Tuesday, June 14, 2005
Every element to this fascinating story seems ripe for a feature documentary (contact Errol Morris). There are the trees, seemingly extraterrestrial but undoubtedly man-made. There is Axel Erlandson, an entrepreneur with grand visions of commercial success but whose endless hours spent on his menagerie point to a devotion verging on the spiritual. There are the variable horticultural triumphs, some glimmer of fame. And then the neglect, constant confusion over ownership, and the epic transfer to a theme park. An aberrant Wagnerian Philip Glass passage would be blaring in the soundtrack at this time. A wife, an architect (not a landscape architect), and a nurseryman complete the cast.It is a variation on a classic garden narrative — an eccentric, garden aesthete, the favorite of aristocrats or even an aristocrat himself, experimenting with forms at a grand country estate, which becomes the stage setting for social fraternizing. Amidst the part-Japanese, part-Egyptian, part-Classical regular-irregular topiary jungle, social conventions are strictly enforced. One faux pas and you suffer the same fate as Glen Close in the finale of Dangerous Liaison.
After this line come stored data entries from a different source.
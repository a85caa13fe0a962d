// Copyright 2025 Chris Custine
//
// Licensed under the Apache License, Version 2.0 (the "License");
// you may not use this file except in compliance with the License.
// You may obtain a copy of the License at
//
//     http://www.apache.org/licenses/LICENSE-2.0
//
// Unless required by applicable law or agreed to in writing, software
// distributed under the License is distributed on an "AS IS" BASIS,
// WITHOUT WARRANTIES OR CONDITIONS OF ANY KIND, either express or implied.
// See the License for the specific language governing permissions and
// limitations under the License.

//! Application configuration management.
//!
//! Persistent settings are stored as TOML through confy. Missing fields take
//! their defaults, so older files keep loading as new settings are added.

use geohash_client::config::{DEFAULT_CENTER, DEFAULT_REGION_RADIUS_M};
use geohash_client::{GraticuleCell, LatLng, SyncConfig};
use serde::{Deserialize, Serialize};

use crate::map::{OsmTileSource, DEFAULT_TILE_URL};

const APP_NAME: &str = "geohash-viewer";
const CONFIG_NAME: &str = "config";

/// Environment variable overriding the configured API URL.
pub const API_URL_ENV: &str = "GEOHASH_API_URL";

/// Default geohash API base URL
pub const DEFAULT_API_URL: &str = "http://localhost:8080/api";

/// A named region of interest drawn as a circle
#[derive(Debug, Serialize, Deserialize, Clone, PartialEq)]
pub struct RegionConfig {
    pub name: String,
    pub lat: f64,
    pub lng: f64,
}

/// Application configuration stored in TOML format
#[derive(Debug, Serialize, Deserialize, Clone, PartialEq)]
pub struct AppConfig {
    /// Configuration schema version
    #[serde(default = "default_config_version")]
    pub config_version: u32,

    /// Base URL of the geohash API
    #[serde(default = "default_api_url")]
    pub api_url: String,

    /// Map center used when no graticule is given
    #[serde(default = "default_center_lat")]
    pub default_lat: f64,

    #[serde(default = "default_center_lng")]
    pub default_lng: f64,

    /// Regions of interest
    #[serde(default = "default_regions")]
    pub regions: Vec<RegionConfig>,

    /// Region circle radius in meters
    #[serde(default = "default_region_radius")]
    pub region_radius_m: f64,

    /// Zoom when showing a graticule
    #[serde(default = "default_graticule_zoom")]
    pub graticule_zoom: f64,

    /// Zoom when showing the globalhash
    #[serde(default = "default_globalhash_zoom")]
    pub globalhash_zoom: f64,

    /// Tile URL template with {z}/{x}/{y} (and optional {s})
    #[serde(default = "default_tile_url")]
    pub tile_url: String,

    /// Ignore puzzle responses for superseded requests
    #[serde(default)]
    pub discard_stale_puzzles: bool,

    /// Side panel width in pixels
    #[serde(default = "default_side_panel_width")]
    pub side_panel_width: f32,
}

fn default_config_version() -> u32 {
    1
}

fn default_api_url() -> String {
    DEFAULT_API_URL.to_string()
}

fn default_center_lat() -> f64 {
    DEFAULT_CENTER.lat
}

fn default_center_lng() -> f64 {
    DEFAULT_CENTER.lng
}

fn default_regions() -> Vec<RegionConfig> {
    SyncConfig::default()
        .region_centers
        .iter()
        .zip(["Home", "Work"])
        .map(|(center, name)| RegionConfig {
            name: name.to_string(),
            lat: center.lat,
            lng: center.lng,
        })
        .collect()
}

fn default_region_radius() -> f64 {
    DEFAULT_REGION_RADIUS_M
}

fn default_graticule_zoom() -> f64 {
    10.0
}

fn default_globalhash_zoom() -> f64 {
    3.0
}

fn default_tile_url() -> String {
    DEFAULT_TILE_URL.to_string()
}

fn default_side_panel_width() -> f32 {
    280.0
}

impl Default for AppConfig {
    fn default() -> Self {
        Self {
            config_version: default_config_version(),
            api_url: default_api_url(),
            default_lat: default_center_lat(),
            default_lng: default_center_lng(),
            regions: default_regions(),
            region_radius_m: default_region_radius(),
            graticule_zoom: default_graticule_zoom(),
            globalhash_zoom: default_globalhash_zoom(),
            tile_url: default_tile_url(),
            discard_stale_puzzles: false,
            side_panel_width: default_side_panel_width(),
        }
    }
}

impl AppConfig {
    /// Load configuration from disk
    pub fn load() -> Result<Self, confy::ConfyError> {
        confy::load(APP_NAME, CONFIG_NAME)
    }

    /// Save configuration to disk
    pub fn save(&self) -> Result<(), confy::ConfyError> {
        confy::store(APP_NAME, CONFIG_NAME, self)
    }

    /// Get the config file path for display to user
    pub fn get_config_path() -> Result<std::path::PathBuf, confy::ConfyError> {
        confy::get_configuration_file_path(APP_NAME, CONFIG_NAME)
    }

    /// Engine settings derived from this configuration
    pub fn sync_config(&self) -> SyncConfig {
        SyncConfig {
            default_center: LatLng::new(self.default_lat, self.default_lng),
            region_centers: self
                .regions
                .iter()
                .map(|r| LatLng::new(r.lat, r.lng))
                .collect(),
            region_radius_m: self.region_radius_m,
            graticule_zoom: self.graticule_zoom,
            globalhash_zoom: self.globalhash_zoom,
            discard_stale_puzzles: self.discard_stale_puzzles,
            ..SyncConfig::default()
        }
    }

    pub fn tile_source(&self) -> OsmTileSource {
        OsmTileSource::new(self.tile_url.clone())
    }

    /// API URL with command line and environment overrides applied.
    /// The command line wins over the environment, which wins over the file.
    pub fn api_url(&self, cli: Option<&str>, env: Option<&str>) -> String {
        let given = |url: &&str| !url.trim().is_empty();
        cli.filter(given)
            .or(env.filter(given))
            .unwrap_or(&self.api_url)
            .to_string()
    }

    /// Named regions with the graticule each one falls in.
    pub fn region_graticules(&self) -> impl Iterator<Item = (&str, GraticuleCell)> {
        self.regions
            .iter()
            .map(|r| (r.name.as_str(), GraticuleCell::containing(LatLng::new(r.lat, r.lng))))
    }
}

#[cfg(test)]
mod tests {
    use super::*;

    #[test]
    fn test_defaults_match_engine() {
        let config = AppConfig::default();
        let sync = config.sync_config();
        assert_eq!(sync, SyncConfig::default());
        assert_eq!(config.regions.len(), 2);
    }

    #[test]
    fn test_missing_fields_use_defaults() {
        let config: AppConfig =
            serde_json::from_str(r#"{"api_url": "https://geo.example/api", "graticule_zoom": 9.0}"#)
                .unwrap();
        assert_eq!(config.api_url, "https://geo.example/api");
        assert!((config.graticule_zoom - 9.0).abs() < f64::EPSILON);
        assert_eq!(config.regions, default_regions());
        assert!(!config.discard_stale_puzzles);
    }

    #[test]
    fn test_api_url_precedence() {
        let config = AppConfig::default();
        assert_eq!(config.api_url(None, None), DEFAULT_API_URL);
        assert_eq!(config.api_url(None, Some("http://env")), "http://env");
        assert_eq!(
            config.api_url(Some("http://cli"), Some("http://env")),
            "http://cli"
        );
        assert_eq!(config.api_url(Some("  "), None), DEFAULT_API_URL);
    }

    #[test]
    fn test_blank_cli_url_falls_through_to_env() {
        let config = AppConfig::default();
        assert_eq!(config.api_url(Some("  "), Some("http://env")), "http://env");
        assert_eq!(config.api_url(Some(""), Some(" ")), DEFAULT_API_URL);
    }

    #[test]
    fn test_region_graticules() {
        let config = AppConfig {
            regions: vec![RegionConfig {
                name: "Cape".to_string(),
                lat: -33.9,
                lng: 18.4,
            }],
            ..AppConfig::default()
        };
        let regions: Vec<_> = config.region_graticules().collect();
        assert_eq!(regions, vec![("Cape", GraticuleCell::new(-34, 18))]);
    }
}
Except when it's a deliciously illicit tryst, which everyone else would be having. And then circumstances of history lead to the garden's ruin, to the designer obscurity, only to be rediscovered and transformed into a theme park in contemporary times.
Tourists now flock en mass. And well-funded grad students come for an hour and then proceed to spend their remaining grant money drinking and partying.